The 20 day course was very powerful for me, strong encouragement to go further along this path which I am committed to doing. I am registered to either sit or serve one 10 day course for each of the next 3 months and will likely sit another one in May as well but haven’t nailed that one down yet. I am combining traveling around the country with sitting at the various centers in the different parts of the country, a good way to get a taste of both worlds and get to know some Vipassana folks from all over the country.

On the 20 day course, I saw more clearly how the body and mind are connected, how they interact – thoughts/emotions/pain-agitation/relief-peace. The first 7 days was devoted solely to cultivating concentration – focusing on the breath and a small spot of skin below the nose. During that time, the students are not to scan the body and are to try to avoid getting caught by the sensations regardless of their nature (painful, pleasant or neutral). I found that even though I had been sitting several sits each day leading up to the course and not experiencing a problem, once the course began, agitation rose up and I could not sit still for even an hour during the first 7 days. I moved about like a newbe to the cushion, not someone who has been working pretty seriously at this practice for the past 20 years. I wondered, “what’s all this about?”

After the 7 days, we shifted from concentration to vipassana practice (scanning the body, facing whatever sensation that arises with equanimity (as best as possible) and simply watching it pass. With the mind as concentrated as it was (didn’t really seem that well concentrated to me looking from the inside out), I was soon able to easily sit for the full hour sits BTW, the schedule is: up at 4:30 for a 2 hour session (usually 2 sits), breakfast break then a session from 8 to 11 (usually 3 sits), lunch break then a session from 1 to 5, usually 3 or 4 sits) and an evening group sit of 1 hour followed by a Dhamma talk and another 1 hour+ sit.

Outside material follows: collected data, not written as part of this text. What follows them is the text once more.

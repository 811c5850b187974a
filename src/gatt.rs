//! GATT access handlers for the single exposed service.
//!
//! One primary service (`0x180A`) with two characteristics:
//!
//! | Characteristic | UUID     | Perms | Behaviour                          |
//! |----------------|----------|-------|------------------------------------|
//! | Command        | `0xDEAD` | Write | interpret payload as a command     |
//! | Info           | `0xFEF4` | Read  | fixed `"Data from the server"`     |
//!
//! Both accesses always succeed at the GATT level: this is a
//! best-effort informational channel, and malformed or unrecognized
//! payloads are swallowed into logging, never returned to the peer.

use log::{info, warn};

use crate::commands::Command;
use crate::error::PayloadError;
use crate::slots::{ConnHandle, SlotTable};

/// Primary service UUID (16-bit).
pub const SERVICE_UUID: u16 = 0x180A;
/// Read characteristic UUID (16-bit).
pub const CHAR_READ_UUID: u16 = 0xFEF4;
/// Write characteristic UUID (16-bit).
pub const CHAR_WRITE_UUID: u16 = 0xDEAD;

/// Fixed payload returned by every read access.
pub const READ_PAYLOAD: &[u8] = b"Data from the server";

/// Stateless access callbacks for the two characteristics.
///
/// Holds no connection lifecycle state; the slot table is borrowed
/// read-only per call (the GAP coordinator is its only writer).
#[derive(Debug, Default)]
pub struct GattAccessHandler;

impl GattAccessHandler {
    pub const fn new() -> Self {
        Self
    }

    /// Handle a write access: resolve the device number, interpret the
    /// payload, log the result. Never fails — device 0 means the
    /// connection holds no slot, and non-UTF8 bytes are decoded lossily
    /// for the log line only.
    pub fn on_write<'a>(
        &self,
        slots: &SlotTable,
        conn: ConnHandle,
        payload: &'a [u8],
    ) -> Command<'a> {
        let dev_num = slots.device_number(conn);
        let text = String::from_utf8_lossy(payload);
        info!("Device {} wrote: {}", dev_num, text);

        let command = Command::parse(payload);
        match command.as_str() {
            Some(verb) => info!("{}", verb),
            None => {
                let kind = if core::str::from_utf8(payload).is_ok() {
                    PayloadError::UnrecognizedCommand
                } else {
                    PayloadError::MalformedPayload
                };
                warn!("Device {}: {}: {}", dev_num, kind, text);
            }
        }
        command
    }

    /// Handle a read access: the payload is invariant across
    /// connections, slots and prior writes.
    pub fn on_read(&self, _conn: ConnHandle) -> &'static [u8] {
        READ_PAYLOAD
    }
}
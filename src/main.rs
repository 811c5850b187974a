//! blehub — Main Entry Point
//!
//! Multi-connection BLE GATT command peripheral.
//!
//! ```text
//! ┌──────────────────────────────────────────────────────────┐
//! │                   Adapter (outer ring)                   │
//! │                                                          │
//! │  BleAdapter (Bluedroid callbacks → LinkEvent queue,      │
//! │              AdvertiserPort)                             │
//! │                                                          │
//! │  ─────────────── Port Trait Boundary ──────────────      │
//! │                                                          │
//! │  ┌────────────────────────────────────────────────┐      │
//! │  │            Pure core                           │      │
//! │  │  Coordinator · SlotTable · GattAccessHandler   │      │
//! │  │  Command interpreter                           │      │
//! │  └────────────────────────────────────────────────┘      │
//! └──────────────────────────────────────────────────────────┘
//! ```
#![deny(unused_must_use)]

mod adapters;
mod commands;
mod config;
mod error;
mod gap;
mod gatt;
mod slots;

use anyhow::Result;
use log::info;

use adapters::ble::{take_link_event, BleAdapter, LinkEvent};
use config::SystemConfig;
use gap::Coordinator;
use gatt::GattAccessHandler;

fn main() -> Result<()> {
    // ── 1. ESP-IDF bootstrap ──────────────────────────────────
    esp_idf_svc::sys::link_patches();
    esp_idf_logger::init()?;

    info!("blehub v{}", env!("CARGO_PKG_VERSION"));

    // ── 2. Configuration ──────────────────────────────────────
    let config = SystemConfig::default();

    // ── 3. BLE stack + GATT service ───────────────────────────
    let mut ble = BleAdapter::new(&config);
    if let Err(e) = ble.start() {
        // Stack bring-up failure is the only fatal condition here.
        anyhow::bail!("BLE stack init failed: {e}");
    }

    // ── 4. Core state ─────────────────────────────────────────
    let mut coordinator = Coordinator::new();
    let gatt_handler = GattAccessHandler::new();

    info!("System ready. Entering event loop.");

    // ── 5. Event loop ─────────────────────────────────────────
    //
    // Bluedroid delivers GAP/GATTS callbacks serially from its own
    // task; they land on the link-event queue and are processed here
    // one at a time, so the slot table never sees concurrent mutation.
    loop {
        while let Some(event) = take_link_event() {
            match event {
                LinkEvent::Gap(gap_event) => {
                    coordinator.handle_event(gap_event, &mut ble);
                }
                LinkEvent::Write { conn, data } => {
                    let _ = gatt_handler.on_write(coordinator.slots(), conn, &data);
                }
            }
        }

        std::thread::sleep(std::time::Duration::from_millis(
            config.poll_interval_ms as u64,
        ));
    }
}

By the time the last 3 days of the course rolled around, I found that I was sitting without unfolding my legs for the full 2, 3, and 4 hour sessions – never leaving the meditation hall. Prior to this, I had never sat for longer than 2.5 hours and that only once as I recall. Seems there was a ‘break through’ for some sort (of the nature that I have been experiencing during the last couple of years although clearly much more intense), followed by some grief/emotional release and then it was as if the pain in my body vanished – the body was no longer an issue. I felt that if I could maintain my concentration (in this very protected environment with no distractions or responsibilities, not so difficult to do), then I could sit, don’t know what the time limit would be or how still the mind and body might become – made me want to sit a 30 day as soon as I can. The body simply stopped being the limiting variable that I had always assumed it was in the past. I now see more clearly how it’s been a mind/body interaction all along, one setting limits on the other as to how much peace can be experiences and how stable one’s practice can become. I’m sure I have a great deal yet to learn about this process but I’ve still got as much time as I have life left in me to investigate it and to develop within this process of purifying the mind and heart.

Re Thailand: It seems that the Spirits/unseen hands/God are opening the doors for me as I travel around the country, putting just the person or situation that I need in front of me, sometimes in the form of help, directions or advice, other times in the form of teachings. Like this morning when I gave up trying to get into a particular guest house that I had been trying for a week to get into (it’s holiday time and most places I have checked are booked solid). Finally listening to my deeper, clearer self (resulting in no small way from recent conversations with Jordan), I went out looking for a small place in a quieter part of the old city, a place that would be supportive of my meditation practice.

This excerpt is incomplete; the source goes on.